Stored items
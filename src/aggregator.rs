//! Per-event driver: merge the four stages, then emit statistics
//!
//! An event goes through two phases. `collect` builds a fresh `CellTable`
//! from the event's collections; `emit` consumes it, pushing observations
//! into a `StatsSink`. Nothing survives from one event to the next.

use std::marker::PhantomData;

use tracing::debug;

use units::Time;

use crate::event::{AccessError, EventSource};
use crate::merge::{merge_digis, merge_reco_hits, merge_sim_hits, merge_ureco_hits};
use crate::record::{CellRecord, CellTable, Occupancy, PerSide, Side};
use crate::region::Region;
use crate::sink::StatsSink;
use crate::timewalk::TimeWalk;
use crate::types::{Energyf32, Timef32};

/// Cuts applied in one detector region
#[derive(Clone, Copy, Debug, PartialEq)]
pub struct Settings {
    /// Sim hits arriving later do not contribute energy
    pub integration_window: Time,
    /// Cells with less reco energy [MeV] are not reported at all
    pub minimum_energy: Energyf32,
}

pub struct Aggregator<R: Region> {
    settings: Settings,
    timewalk: TimeWalk,
    region: PhantomData<R>,
}

impl<R: Region> Aggregator<R> {
    pub fn new(settings: Settings, timewalk: TimeWalk) -> Self {
        Self { settings, timewalk, region: PhantomData }
    }

    /// Merge and emit one event. Returns the event's occupancy.
    pub fn analyze(&self, event: &impl EventSource, sink: &mut impl StatsSink) -> Result<Occupancy, AccessError> {
        let table = self.collect(event)?;
        let occupancy = table.occupancy;
        self.emit(table, sink);
        Ok(occupancy)
    }

    /// Fold the event's four collections into a new table, in pipeline order
    pub fn collect(&self, event: &impl EventSource) -> Result<CellTable, AccessError> {
        let detector = R::DETECTOR;
        let mut table = CellTable::default();
        merge_sim_hits  (&mut table, event.sim_hits  (detector)?, self.settings.integration_window);
        merge_digis     (&mut table, event.digis     (detector)?);
        merge_ureco_hits(&mut table, event.ureco_hits(detector)?);
        merge_reco_hits (&mut table, event.reco_hits (detector)?);
        debug!(?detector, cells = table.records.len(), occupancy = ?table.occupancy, "event merged");
        Ok(table)
    }

    /// Push the event's statistics into `sink`, discarding the table
    pub fn emit(&self, table: CellTable, sink: &mut impl StatsSink) {
        emit_multiplicities(&table, sink);
        for (&id, record) in &table.records {
            // Below threshold: nothing at all about this cell
            if record.reco_energy < self.settings.minimum_energy { continue }
            let index = R::cell_index(id);
            let cell = Cell {
                phi    : index.iphi as f64,
                eta    : index.ieta as f64,
                abs_eta: index.ieta.abs() as f64,
            };
            emit_sim(record, cell, sink);
            let corrections = self.emit_sides(record, cell, sink);
            emit_reco(record, cell, corrections, sink);
        }
    }

    /// Digi and uncalibrated-reco statistics, side by side. Returns the
    /// time-walk correction of each side, zero for sides without a pulse.
    fn emit_sides(&self, r: &CellRecord, cell: Cell, sink: &mut impl StatsSink) -> PerSide<Timef32> {
        let mut corrections = PerSide::<Timef32>::default();
        for side in Side::BOTH {
            if r.digi_charge[side] == 0 { continue }
            emit_digi(r, side, cell, sink);

            if r.ureco_charge[side] == 0.0 { continue }
            emit_ureco(r, side, cell, sink);

            let (charge, time) = (r.ureco_charge[side], r.ureco_time[side]);
            if let Some(correction) = self.timewalk.correction(charge) { corrections[side] = correction; }
            if let Some(corrected)  = self.timewalk.corrected(time, charge) {
                sink.fill_1d(&side.metric("h_t_ureco_uncorr"), corrected as f64);
            }
        }
        corrections
    }
}

/// Spatial coordinates of a cell, as fill values
#[derive(Clone, Copy)]
struct Cell {
    phi: f64,
    eta: f64,
    abs_eta: f64,
}

fn emit_multiplicities(table: &CellTable, sink: &mut impl StatsSink) {
    for tracks in table.tracks.values() {
        sink.fill_1d("h_n_sim_trk", tracks.len() as f64);
    }
    let occupancy = &table.occupancy;
    sink.fill_1d("h_n_sim_cell", occupancy.sim as f64);
    for side in Side::BOTH {
        sink.fill_1d(&side.metric("h_n_digi" ), occupancy.digi [side] as f64);
        sink.fill_1d(&side.metric("h_n_ureco"), occupancy.ureco[side] as f64);
    }
    sink.fill_1d("h_n_reco", occupancy.reco as f64);
}

fn emit_sim(r: &CellRecord, Cell { phi, eta, abs_eta }: Cell, sink: &mut impl StatsSink) {
    let e = r.sim_energy as f64;
    let t = r.sim_time() as f64;

    sink.fill_1d("h_e_sim", e);
    sink.fill_1d("h_t_sim", t);
    sink.fill_1d("h_x_sim", r.sim_x() as f64);
    sink.fill_1d("h_y_sim", r.sim_y() as f64);
    sink.fill_1d("h_z_sim", r.sim_z() as f64);

    sink.fill_2d("h_occupancy_sim", phi, eta);
    sink.fill_1d("h_phi_sim", phi);
    sink.fill_1d("h_eta_sim", eta);

    for (kind, x, y) in [("t_e", e, t), ("e_eta", abs_eta, e), ("t_eta", abs_eta, t), ("e_phi", phi, e), ("t_phi", phi, t)] {
        sink.fill_2d     (&format!("h_{kind}_sim"), x, y);
        sink.fill_profile(&format!("p_{kind}_sim"), x, y);
    }
}

fn emit_digi(r: &CellRecord, side: Side, Cell { phi, eta, abs_eta }: Cell, sink: &mut impl StatsSink) {
    let m = |name: &str| side.metric(name);
    let q  = r.digi_charge[side] as f64;
    let t1 = r.digi_time1 [side] as f64;
    let t2 = r.digi_time2 [side] as f64;

    sink.fill_1d(&m("h_e_digi") , q);
    sink.fill_1d(&m("h_t1_digi"), t1);
    sink.fill_1d(&m("h_t2_digi"), t2);

    sink.fill_2d(&m("h_occupancy_digi"), phi, eta);
    sink.fill_1d(&m("h_phi_digi"), phi);
    sink.fill_1d(&m("h_eta_digi"), eta);

    for (kind, x, y) in [
        ("t1_e"  , q      , t1), ("t2_e"  , q      , t2),
        ("e_eta" , abs_eta, q ), ("t1_eta", abs_eta, t1), ("t2_eta", abs_eta, t2),
        ("e_phi" , phi    , q ), ("t1_phi", phi    , t1), ("t2_phi", phi    , t2),
    ] {
        sink.fill_2d     (&m(&format!("h_{kind}_digi")), x, y);
        sink.fill_profile(&m(&format!("p_{kind}_digi")), x, y);
    }
}

fn emit_ureco(r: &CellRecord, side: Side, Cell { phi, eta, .. }: Cell, sink: &mut impl StatsSink) {
    let m = |name: &str| side.metric(name);
    let q = r.ureco_charge[side] as f64;
    let t = r.ureco_time  [side] as f64;

    sink.fill_1d(&m("h_e_ureco"), q);
    sink.fill_1d(&m("h_t_ureco"), t);
    sink.fill_2d(&m("h_occupancy_ureco"), phi, eta);
    sink.fill_2d     (&m("h_t_amp_ureco"), q, t);
    sink.fill_profile(&m("p_t_amp_ureco"), q, t);
}

fn emit_reco(r: &CellRecord, Cell { phi, eta, .. }: Cell, corrections: PerSide<Timef32>, sink: &mut impl StatsSink) {
    if r.reco_energy == 0.0 { return }
    let sim_e = r.sim_energy as f64;
    let sim_t = r.sim_time() as f64;

    sink.fill_2d("h_occupancy_reco", phi, eta);

    sink.fill_1d("h_e_reco", r.reco_energy as f64);
    sink.fill_1d("h_t_reco", r.reco_time   as f64);

    sink.fill_1d("h_e_res", r.energy_residual() as f64);
    sink.fill_1d("h_t_res", r.time_residual  () as f64);

    sink.fill_2d("h_t_reco_sim", sim_t, r.reco_time   as f64);
    sink.fill_2d("h_e_reco_sim", sim_e, r.reco_energy as f64);

    let walked = r.walked_reco_time(corrections) as f64;
    sink.fill_1d("h_t_reco_uncorr", walked);
    sink.fill_1d("h_t_res_uncorr" , walked - sim_t);
}
use crate::CellIndex;
use crate::mtd::{RawId, RegionCode, Zside, common_bits, field, rod_or_ring, zside};

const MODULE_OFFSET  : u32 = 10;
const MODULE_MASK    : u32 = 0x3F;
const CRYSTAL_OFFSET : u32 = 0;
const CRYSTAL_MASK   : u32 = 0x3F;

/// Crystals are bars lying along z, stacked in phi within each rod.
const CRYSTALS_PER_ROD: i32 = 64;

/// Barrel cell, broken into its fields.
///
/// `rod` runs over `1..=36` around the barrel, `module` over `1..=42` along
/// z on each side, `crystal` over `0..=63` in phi within the rod.
#[derive(Clone, Copy, Debug, PartialEq, Eq)]
pub struct BarrelId {
    pub zside: Zside,
    pub rod: u32,
    pub module: u32,
    pub crystal: u32,
}

impl BarrelId {
    pub fn new(zside: Zside, rod: u32, module: u32, crystal: u32) -> Self {
        Self { zside, rod, module, crystal }
    }

    pub fn from_raw(raw: RawId) -> Self {
        Self {
            zside  : zside(raw),
            rod    : rod_or_ring(raw),
            module : field(raw, MODULE_OFFSET , MODULE_MASK ),
            crystal: field(raw, CRYSTAL_OFFSET, CRYSTAL_MASK),
        }
    }

    pub fn raw(self) -> RawId {
        let Self { zside, rod, module, crystal } = self;
        common_bits(RegionCode::Barrel, zside, rod)
            | ((module  & MODULE_MASK ) << MODULE_OFFSET )
            | ((crystal & CRYSTAL_MASK) << CRYSTAL_OFFSET)
    }

    pub fn index(self) -> CellIndex {
        let iphi = (self.rod as i32 - 1) * CRYSTALS_PER_ROD + self.crystal as i32 + 1;
        let ieta = self.zside.sign() * self.module as i32;
        CellIndex { iphi, ieta }
    }
}

/// Decode raw barrel id into `(iphi, ieta)`
pub fn barrel_index(raw: RawId) -> CellIndex { BarrelId::from_raw(raw).index() }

ABOUT THIS TASK - Your task is to reproduce the entries exactly, starting at the first line and ending with the line containing "it, pushing observations".

RESPONSE TO THIS EXERCISE -
filename src/aggregator.rs
//! Per-event driver: merge the four stages, then emit statistics
//!
//! An event goes through two phases. `collect` builds a fresh `CellTable`
//! from the event's collections; `emit` consumes it, pushing observations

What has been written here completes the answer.